Any person who has struggled with prescription drug abuse can likely relate to the many obstacles and difficulties that come with addiction.  Many individuals who battle with an addiction to prescription drug abuse suffer many consequences in several aspects of their lives, including socially, financially, physically, and emotionally.  Because the drive and need for the prescription medication is so intense and strong, this often causes an addict to neglect the other high priority areas of life, which may involve relationships, a job or career, personal health, hygiene, life goals and more.

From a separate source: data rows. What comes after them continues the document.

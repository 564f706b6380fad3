//! Event publisher trait and implementations.

use std::sync::Arc;

use async_trait::async_trait;
use thiserror::Error;
use tokio::sync::RwLock;

use crate::envelope::IntegrationEvent;

/// Errors raised by a publisher.
#[derive(Debug, Error)]
pub enum PublishError {
    /// The broker refused or could not be reached.
    #[error("Broker unavailable: {0}")]
    Unavailable(String),

    #[error("Serialization error: {0}")]
    Serialization(#[from] serde_json::Error),
}

/// Trait for sending envelopes to the message broker.
///
/// `key` is the partitioning key; booking events use the booking id so all
/// events for one booking stay ordered.
#[async_trait]
pub trait EventPublisher: Send + Sync {
    async fn publish(
        &self,
        topic: &str,
        key: &str,
        event: &IntegrationEvent,
    ) -> Result<(), PublishError>;
}

#[async_trait]
impl<P: EventPublisher + ?Sized> EventPublisher for Arc<P> {
    async fn publish(
        &self,
        topic: &str,
        key: &str,
        event: &IntegrationEvent,
    ) -> Result<(), PublishError> {
        (**self).publish(topic, key, event).await
    }
}

/// A message captured by [`InMemoryEventPublisher`].
#[derive(Debug, Clone, PartialEq)]
pub struct PublishedMessage {
    pub topic: String,
    pub key: String,
    pub event: IntegrationEvent,
}

#[derive(Debug, Default)]
struct InMemoryPublisherState {
    messages: Vec<PublishedMessage>,
    fail_on_publish: bool,
}

/// In-memory publisher for testing.
#[derive(Debug, Clone, Default)]
pub struct InMemoryEventPublisher {
    state: Arc<RwLock<InMemoryPublisherState>>,
}

impl InMemoryEventPublisher {
    /// Creates a new in-memory publisher.
    pub fn new() -> Self {
        Self::default()
    }

    /// Makes every following publish call fail until reset.
    pub async fn set_fail_on_publish(&self, fail: bool) {
        self.state.write().await.fail_on_publish = fail;
    }

    /// Returns all captured messages in publish order.
    pub async fn messages(&self) -> Vec<PublishedMessage> {
        self.state.read().await.messages.clone()
    }

    /// Returns the event types published on `topic`, in order.
    pub async fn event_types(&self, topic: &str) -> Vec<String> {
        self.state
            .read()
            .await
            .messages
            .iter()
            .filter(|m| m.topic == topic)
            .map(|m| m.event.event_type.clone())
            .collect()
    }

    /// Returns the number of captured messages.
    pub async fn message_count(&self) -> usize {
        self.state.read().await.messages.len()
    }
}

#[async_trait]
impl EventPublisher for InMemoryEventPublisher {
    async fn publish(
        &self,
        topic: &str,
        key: &str,
        event: &IntegrationEvent,
    ) -> Result<(), PublishError> {
        let mut state = self.state.write().await;

        if state.fail_on_publish {
            return Err(PublishError::Unavailable("broker is down".to_string()));
        }

        state.messages.push(PublishedMessage {
            topic: topic.to_string(),
            key: key.to_string(),
            event: event.clone(),
        });
        Ok(())
    }
}

/// Publisher that writes each envelope to the log instead of a broker.
///
/// Used when the service runs without a broker connection.
#[derive(Debug, Clone, Copy, Default)]
pub struct LoggingEventPublisher;

#[async_trait]
impl EventPublisher for LoggingEventPublisher {
    async fn publish(
        &self,
        topic: &str,
        key: &str,
        event: &IntegrationEvent,
    ) -> Result<(), PublishError> {
        let payload = serde_json::to_string(&event.data)?;
        tracing::info!(
            topic,
            key,
            event_id = %event.id,
            event_type = %event.event_type,
            payload = %payload,
            "event published"
        );
        Ok(())
    }
}

#[cfg(test)]
mod tests {
    use super::*;

    fn envelope() -> IntegrationEvent {
        IntegrationEvent::builder()
            .source("service-booking")
            .event_type("booking.accepted")
            .data_raw(serde_json::json!({}))
            .build()
            .unwrap()
    }

    #[tokio::test]
    async fn test_in_memory_captures_messages() {
        let publisher = InMemoryEventPublisher::new();
        publisher
            .publish("booking.events", "key-1", &envelope())
            .await
            .unwrap();

        let messages = publisher.messages().await;
        assert_eq!(messages.len(), 1);
        assert_eq!(messages[0].topic, "booking.events");
        assert_eq!(messages[0].key, "key-1");
        assert_eq!(
            publisher.event_types("booking.events").await,
            vec!["booking.accepted"]
        );
        assert!(publisher.event_types("payment.events").await.is_empty());
    }

    #[tokio::test]
    async fn test_in_memory_failure_toggle() {
        let publisher = InMemoryEventPublisher::new();
        publisher.set_fail_on_publish(true).await;

        let result = publisher.publish("booking.events", "k", &envelope()).await;
        assert!(matches!(result, Err(PublishError::Unavailable(_))));
        assert_eq!(publisher.message_count().await, 0);

        publisher.set_fail_on_publish(false).await;
        publisher
            .publish("booking.events", "k", &envelope())
            .await
            .unwrap();
        assert_eq!(publisher.message_count().await, 1);
    }

    #[tokio::test]
    async fn test_shared_publisher_through_arc() {
        let publisher = Arc::new(InMemoryEventPublisher::new());
        let shared: Arc<dyn EventPublisher> = publisher.clone();

        shared
            .publish("booking.events", "k", &envelope())
            .await
            .unwrap();
        assert_eq!(publisher.message_count().await, 1);
    }

    #[tokio::test]
    async fn test_logging_publisher_accepts_everything() {
        LoggingEventPublisher
            .publish("booking.events", "k", &envelope())
            .await
            .unwrap();
    }
}
//! Booking lifecycle service.
//!
//! Wires the booking store, the lifecycle orchestrator, the NATS broker and
//! the payment event consumer together, and exposes the operational HTTP
//! surface: `/health` and `/metrics`.

pub mod broker;
pub mod config;
pub mod consumer_task;
pub mod routes;
pub mod telemetry;

use axum::Router;
use axum::routing::get;
use metrics_exporter_prometheus::PrometheusHandle;
use tower_http::cors::{Any, CorsLayer};
use tower_http::trace::TraceLayer;

/// Shared state for the operational routes.
#[derive(Debug, Clone)]
pub struct AppState {
    pub service_name: String,
    /// `"postgres"` or `"memory"`.
    pub store_kind: &'static str,
    /// `"nats"` or `"none"`.
    pub broker_kind: &'static str,
}

impl AppState {
    pub fn new(
        service_name: impl Into<String>,
        store_kind: &'static str,
        broker_kind: &'static str,
    ) -> Self {
        Self {
            service_name: service_name.into(),
            store_kind,
            broker_kind,
        }
    }
}

/// Creates the Axum router with the health and metrics routes.
pub fn create_app(state: AppState, metrics_handle: PrometheusHandle) -> Router {
    let metrics_router = Router::new()
        .route("/metrics", get(routes::metrics::get))
        .with_state(metrics_handle);

    Router::new()
        .route("/health", get(routes::health::check))
        .with_state(state)
        .merge(metrics_router)
        .layer(
            CorsLayer::new()
                .allow_origin(Any)
                .allow_methods(Any)
                .allow_headers(Any),
        )
        .layer(TraceLayer::new_for_http())
}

The good news is that recovery often helps an individual rebuild many of these aspects of their life, a little bit at a time.  The journey can often be isolating, as an addict works to face and address any underlying issues that may be associated with the prescription drug addiction and work towards healing and recovery.  The recovery process can also be a painful one, both physically and emotionally.  Physically, a person may be withdrawing from prescription medications, a necessary step towards sobriety.  The process of detoxing from prescription drugs can be taxing and demanding on the body.  Emotionally, an individual recovering from prescription drug abuse will have to face many past issues and strive to work on rebuilding their life and relationships, which can be difficult at times as well.

Animal Therapy

dog-100544_640While many different forms of therapy are available for the recovering prescription drug addict, one form of therapy that may be worth considering is pet therapy.  Pet therapy, or animal assisted therapy, involves the use of animals with specialized training that can help individuals in recovery, particularly those with mental health disorders.   Pet therapy allows for guided interactions between an individual in recovery and trained animal, which allows for many important health benefits.

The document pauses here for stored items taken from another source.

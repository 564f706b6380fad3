use std::collections::HashMap;

use async_trait::async_trait;

use crate::{BookingId, BookingRecord, Page, PageRequest, Result, StoreError, UserId, Version};

/// Core trait for booking store implementations.
///
/// Reads are plain pass-through queries. Writes follow an optimistic
/// concurrency protocol: `insert` only accepts brand-new bookings at the
/// first version, and `update` is a compare-and-swap on the stored version.
/// All implementations must be thread-safe (Send + Sync).
#[async_trait]
pub trait BookingStore: Send + Sync {
    /// Retrieves a booking by id.
    ///
    /// Returns None if no such booking exists.
    async fn find_by_id(&self, id: BookingId) -> Result<Option<BookingRecord>>;

    /// Retrieves a booking by its human-readable booking number.
    async fn find_by_number(&self, booking_number: &str) -> Result<Option<BookingRecord>>;

    /// Lists bookings requested by an owner, newest first.
    async fn find_by_owner_id(
        &self,
        owner_id: UserId,
        page: PageRequest,
    ) -> Result<Page<BookingRecord>>;

    /// Lists bookings assigned to a runner, newest first.
    async fn find_by_runner_id(
        &self,
        runner_id: UserId,
        page: PageRequest,
    ) -> Result<Page<BookingRecord>>;

    /// Lists every booking, newest first.
    async fn list_all(&self, page: PageRequest) -> Result<Page<BookingRecord>>;

    /// Returns the number of bookings per stored status name.
    async fn count_by_status(&self) -> Result<HashMap<String, i64>>;

    /// Persists a new booking.
    ///
    /// Fails with `Duplicate` if the id or booking number is already taken.
    async fn insert(&self, record: BookingRecord) -> Result<()>;

    /// Writes all mutable fields of an existing booking.
    ///
    /// The write applies only if the stored version equals
    /// `record.version - 1`, after which the stored version becomes
    /// `record.version`. When no row matches, either because another writer
    /// got there first or because the booking is gone, the store returns
    /// `VersionConflict`.
    async fn update(&self, record: BookingRecord) -> Result<()>;
}

/// Checks that a record can be written as a brand-new booking.
pub fn validate_record_for_insert(record: &BookingRecord) -> Result<()> {
    if record.booking_number.trim().is_empty() {
        return Err(StoreError::InvalidRecord(
            "booking number must not be empty".to_string(),
        ));
    }

    if record.version != Version::first() {
        return Err(StoreError::InvalidRecord(format!(
            "new booking must be at version {}, got {}",
            Version::first(),
            record.version
        )));
    }

    Ok(())
}

/// Checks that a record carries a version that can follow a stored one.
pub fn validate_record_for_update(record: &BookingRecord) -> Result<()> {
    if record.version <= Version::first() {
        return Err(StoreError::InvalidRecord(format!(
            "updated booking must be past version {}, got {}",
            Version::first(),
            record.version
        )));
    }

    Ok(())
}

Interacting with a pet or animal can help with social skills, fine motor skills, as well increase self-esteem, independence and interactions with others.  Pet therapy might be offered in a treatment center for prescription drug addiction or through a therapist or counselors office.  If you have been struggling with poor coping skills, loneliness, anxiety, depression, or have been lacking in self-esteem and motivation, consider incorporating pet therapy as part of your recovery process from prescription drug addiction.


Community Discussion – Share your thoughts here!

How has pet therapy been a helpful part of your recovery from prescription drug addiction?

The opinions and views of our guest contributors are shared to provide a broad perspective of addictions and co-occurring disorders.  These are not necessarily the views of Addiction Hope, but an effort to offer a discussion of various issues by different concerned individuals.  We at Addiction Hope understand that addictions result from a combination of environmental and genetic factors.  If you or a loved one are suffering from an addiction, please know that there is hope for you, and seek immediate professional help.  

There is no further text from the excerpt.